[WORK INSTRUCTIONS] Transcribe the data that follows. Match it character for character.
Start of PROVIDED INFORMATION
#[cfg(test)]
mod tests {
    use super::*;
    use crate::agent::MockAgent;

    fn indexer_with(agent: Arc<MockAgent>) -> ExperienceIndexer {
        ExperienceIndexer::new(agent, Git::new())
    }

    async fn scratch_repo() -> tempfile::TempDir {
        let dir = tempfile::tempdir().unwrap();
        let git = Git::new();
        git.init_new(dir.path()).await.unwrap();
        tokio::fs::write(dir.path().join("README.md"), "# x\n").await.unwrap();
        git.commit_all(dir.path(), "init").await.unwrap();
        dir
    }

    #[test]
    fn test_stemming_collides_inflections() {
        assert_eq!(stem("tests"), "test");
        assert_eq!(stem("tested"), "test");
        assert_eq!(stem("testing"), "test");
        assert_eq!(stem("fixes"), "fix");
        // Too short to strip.
        assert_eq!(stem("was"), "was");
    }

    #[test]
    fn test_split_entries_drops_preamble() {
        let content = "# Development Progress\n\nintro\n\n## [2026-01-01] first\nbody one\n\n## [2026-01-02] second\nbody two\n";
        let entries = split_entries(content);
        assert_eq!(entries.len(), 2);
        assert!(entries[0].starts_with("## [2026-01-01] first"));
        assert!(entries[1].contains("body two"));
    }

    #[tokio::test]
    async fn test_record_completion_appends_and_commits() {
        let repo = scratch_repo().await;
        let agent = Arc::new(MockAgent::new());
        agent.push_text(
            "- **Problem**: flaky date handling\n- **Solution**: pinned timezone\n- **Prevention**: use UTC\n- **Key files**: src/time.rs",
        );
        let indexer = indexer_with(Arc::clone(&agent));

        // Worker log with one assistant message. Kept outside the repo dir
        // so it doesn't show up as an untracked file in git status.
        let log_dir = tempfile::tempdir().unwrap();
        let log = log_dir.path().join("worker-1.jsonl");
        tokio::fs::write(
            &log,
            r#"{"type":"assistant","message":{"content":[{"type":"text","text":"fixed the bug"}]}}"#,
        )
        .await
        .unwrap();

        indexer
            .record_completion(
                repo.path(),
                CompletionRecord {
                    task_id: "t-000007",
                    task_title: "fix date handling",
                    worker_id: "worker-1",
                    commit_id: "abcdef1234567890",
                    log_file: &log,
                },
            )
            .await;

        let progress = tokio::fs::read_to_string(repo.path().join(PROGRESS_FILE))
            .await
            .unwrap();
        assert!(progress.contains("fix date handling"));
        assert!(progress.contains("- **Task**: t-000007"));
        assert!(progress.contains("`abcdef123456`"));
        assert!(progress.contains("pinned timezone"));

        // Committed with the documented message.
        let git = Git::new();
        let head = git.head_sha(repo.path()).await.unwrap();
        assert!(!head.is_empty());
        assert!(!git.is_dirty(repo.path()).await.unwrap());
    }

    #[tokio::test]
    async fn test_record_completion_fallback_without_log() {
        let repo = scratch_repo().await;
        let agent = Arc::new(MockAgent::new());
        let indexer = indexer_with(Arc::clone(&agent));

        indexer
            .record_completion(
                repo.path(),
                CompletionRecord {
                    task_id: "t-000008",
                    task_title: "quiet task",
                    worker_id: "worker-2",
                    commit_id: "",
                    log_file: Path::new("/nonexistent/log.jsonl"),
                },
            )
            .await;

        let progress = tokio::fs::read_to_string(repo.path().join(PROGRESS_FILE))
            .await
            .unwrap();
        assert!(progress.contains("quiet task"));
        assert!(progress.contains("without notable issues"));
        // No log means no reflection call.
        assert_eq!(agent.prompt_count(), 0);
    }

    #[tokio::test]
    async fn test_recent_entries_bounded_by_count() {
        let repo = scratch_repo().await;
        let mut content = PROGRESS_HEADER.to_string();
        for i in 0..8 {
            content.push_str(&format!("\n## [2026-01-0{} 10:00 UTC] task {}\n- body\n", i % 9 + 1, i));
        }
        tokio::fs::write(repo.path().join(PROGRESS_FILE), content)
            .await
            .unwrap();

        let indexer = indexer_with(Arc::new(MockAgent::new()));
        let recent = indexer.recent_entries(repo.path()).await;
        assert!(!recent.contains("task 2"));
        for i in 3..8 {
            assert!(recent.contains(&format!("task {}", i)), "missing task {}", i);
        }
    }

    #[tokio::test]
    async fn test_recent_entries_bounded_by_bytes() {
        let repo = scratch_repo().await;
        let mut content = PROGRESS_HEADER.to_string();
        for i in 0..5 {
            content.push_str(&format!("\n## entry {}\n{}\n", i, "x".repeat(2000)));
        }
        tokio::fs::write(repo.path().join(PROGRESS_FILE), content)
            .await
            .unwrap();

        let indexer = indexer_with(Arc::new(MockAgent::new()));
        let recent = indexer.recent_entries(repo.path()).await;
        assert!(recent.len() <= PROMPT_BUDGET);
    }

    #[tokio::test]
    async fn test_recent_entries_missing_file_is_empty() {
        let repo = scratch_repo().await;
        let indexer = indexer_with(Arc::new(MockAgent::new()));
        assert_eq!(indexer.recent_entries(repo.path()).await, "");
    }

    #[tokio::test]
    async fn test_cross_project_matches_by_overlap() {
        let relevant = scratch_repo().await;
        let irrelevant = scratch_repo().await;
        tokio::fs::write(
            relevant.path().join(PROGRESS_FILE),
            "## [x] websocket reconnect fix\n- **Problem**: websocket reconnect raced the auth handshake\n",
        )
        .await
        .unwrap();
        tokio::fs::write(
            irrelevant.path().join(PROGRESS_FILE),
            "## [x] css polish\n- **Problem**: button colors inconsistent\n",
        )
        .await
        .unwrap();

        let indexer = indexer_with(Arc::new(MockAgent::new()));
        let others = vec![
            ("chat-app".to_string(), relevant.path().to_path_buf()),
            ("site".to_string(), irrelevant.path().to_path_buf()),
        ];
        let out = indexer
            .cross_project(&others, "fix websocket reconnect", "handshake fails on reconnecting")
            .await;
        assert!(out.contains("[cross-project: chat-app]"));
        assert!(out.contains("websocket"));
        assert!(!out.contains("css"));
        assert!(out.len() <= CROSS_BUDGET);
    }

    #[tokio::test]
    async fn test_cross_project_empty_query() {
        let indexer = indexer_with(Arc::new(MockAgent::new()));
        assert_eq!(indexer.cross_project(&[], "", "").await, "");
    }
}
End of PROVIDED INFORMATION
[RESPONSE TO THIS TASK]
#[cfg(test)]
mod tests {
    use super::*;
    use crate::agent::MockAgent;

    fn indexer_with(agent: Arc<MockAgent>) -> ExperienceIndexer {
        ExperienceIndexer::new(agent, Git::new())
    }

    async fn scratch_repo() -> tempfile::TempDir {
        let dir = tempfile::tempdir().unwrap();
        let git = Git::new();
        git.init_new(dir.path()).await.unwrap();
        tokio::fs::write(dir.path().join("README.md"), "# x\n").await.unwrap();
        git.commit_all(dir.path(), "init").await.unwrap();
        dir
    }

    #[test]
    fn test_stemming_collides_inflections() {
        assert_eq!(stem("tests"), "test");
        assert_eq!(stem("tested"), "test");
        assert_eq!(stem("testing"), "test");
        assert_eq!(stem("fixes"), "fix");
        // Too short to strip.
        assert_eq!(stem("was"), "was");
    }

    #[test]
    fn test_split_entries_drops_preamble() {
        let content = "# Development Progress\n\nintro\n\n## [2026-01-01] first\nbody one\n\n## [2026-01-02] second\nbody two\n";
        let entries = split_entries(content);
        assert_eq!(entries.len(), 2);
        assert!(entries[0].starts_with("## [2026-01-01] first"));
        assert!(entries[1].contains("body two"));
    }

    #[tokio::test]
    async fn test_record_completion_appends_and_commits() {
        let repo = scratch_repo().await;
        let agent = Arc::new(MockAgent::new());
        agent.push_text(
            "- **Problem**: flaky date handling\n- **Solution**: pinned timezone\n- **Prevention**: use UTC\n- **Key files**: src/time.rs",
        );
        let indexer = indexer_with(Arc::clone(&agent));

        // Worker log with one assistant message. Kept outside the repo dir
        // so it doesn't show up as an untracked file in git status.
        let log_dir = tempfile::tempdir().unwrap();
        let log = log_dir.path().join("worker-1.jsonl");
        tokio::fs::write(
            &log,
            r#"{"type":"assistant","message":{"content":[{"type":"text","text":"fixed the bug"}]}}"#,
        )
        .await
        .unwrap();

        indexer
            .record_completion(
                repo.path(),
                CompletionRecord {
                    task_id: "t-000007",
                    task_title: "fix date handling",
                    worker_id: "worker-1",
                    commit_id: "abcdef1234567890",
                    log_file: &log,
                },
            )
            .await;

        let progress = tokio::fs::read_to_string(repo.path().join(PROGRESS_FILE))
            .await
            .unwrap();
        assert!(progress.contains("fix date handling"));
        assert!(progress.contains("- **Task**: t-000007"));
        assert!(progress.contains("`abcdef123456`"));
        assert!(progress.contains("pinned timezone"));

        // Committed with the documented message.
        let git = Git::new();
        let head = git.head_sha(repo.path()).await.unwrap();
        assert!(!head.is_empty());
        assert!(!git.is_dirty(repo.path()).await.unwrap());
    }

    #[tokio::test]
    async fn test_record_completion_fallback_without_log() {
        let repo = scratch_repo().await;
        let agent = Arc::new(MockAgent::new());
        let indexer = indexer_with(Arc::clone(&agent));

        indexer
            .record_completion(
                repo.path(),
                CompletionRecord {
                    task_id: "t-000008",
                    task_title: "quiet task",
                    worker_id: "worker-2",
                    commit_id: "",
                    log_file: Path::new("/nonexistent/log.jsonl"),
                },
            )
            .await;

        let progress = tokio::fs::read_to_string(repo.path().join(PROGRESS_FILE))
            .await
            .unwrap();
        assert!(progress.contains("quiet task"));
        assert!(progress.contains("without notable issues"));
        // No log means no reflection call.
        assert_eq!(agent.prompt_count(), 0);
    }

    #[tokio::test]
    async fn test_recent_entries_bounded_by_count() {
        let repo = scratch_repo().await;
        let mut content = PROGRESS_HEADER.to_string();
        for i in 0..8 {
            content.push_str(&format!("\n## [2026-01-0{} 10:00 UTC] task {}\n- body\n", i % 9 + 1, i));
        }
        tokio::fs::write(repo.path().join(PROGRESS_FILE), content)
            .await
            .unwrap();

        let indexer = indexer_with(Arc::new(MockAgent::new()));
        let recent = indexer.recent_entries(repo.path()).await;
        assert!(!recent.contains("task 2"));
        for i in 3..8 {
            assert!(recent.contains(&format!("task {}", i)), "missing task {}", i);
        }
    }

    #[tokio::test]
    async fn test_recent_entries_bounded_by_bytes() {
        let repo = scratch_repo().await;
        let mut content = PROGRESS_HEADER.to_string();
        for i in 0..5 {
            content.push_str(&format!("\n## entry {}\n{}\n", i, "x".repeat(2000)));
        }
        tokio::fs::write(repo.path().join(PROGRESS_FILE), content)
            .await
            .unwrap();

        let indexer = indexer_with(Arc::new(MockAgent::new()));
        let recent = indexer.recent_entries(repo.path()).await;
        assert!(recent.len() <= PROMPT_BUDGET);
    }

    #[tokio::test]
    async fn test_recent_entries_missing_file_is_empty() {
        let repo = scratch_repo().await;
        let indexer = indexer_with(Arc::new(MockAgent::new()));
        assert_eq!(indexer.recent_entries(repo.path()).await, "");
    }

    #[tokio::test]
    async fn test_cross_project_matches_by_overlap() {
        let relevant = scratch_repo().await;
        let irrelevant = scratch_repo().await;
        tokio::fs::write(
            relevant.path().join(PROGRESS_FILE),
            "## [x] websocket reconnect fix\n- **Problem**: websocket reconnect raced the auth handshake\n",
        )
        .await
        .unwrap();
        tokio::fs::write(
            irrelevant.path().join(PROGRESS_FILE),
            "## [x] css polish\n- **Problem**: button colors inconsistent\n",
        )
        .await
        .unwrap();

        let indexer = indexer_with(Arc::new(MockAgent::new()));
        let others = vec![
            ("chat-app".to_string(), relevant.path().to_path_buf()),
            ("site".to_string(), irrelevant.path().to_path_buf()),
        ];
        let out = indexer
            .cross_project(&others, "fix websocket reconnect", "handshake fails on reconnecting")
            .await;
        assert!(out.contains("[cross-project: chat-app]"));
        assert!(out.contains("websocket"));
        assert!(!out.contains("css"));
        assert!(out.len() <= CROSS_BUDGET);
    }

    #[tokio::test]
    async fn test_cross_project_empty_query() {
        let indexer = indexer_with(Arc::new(MockAgent::new()));
        assert_eq!(indexer.cross_project(&[], "", "").await, "");
    }
}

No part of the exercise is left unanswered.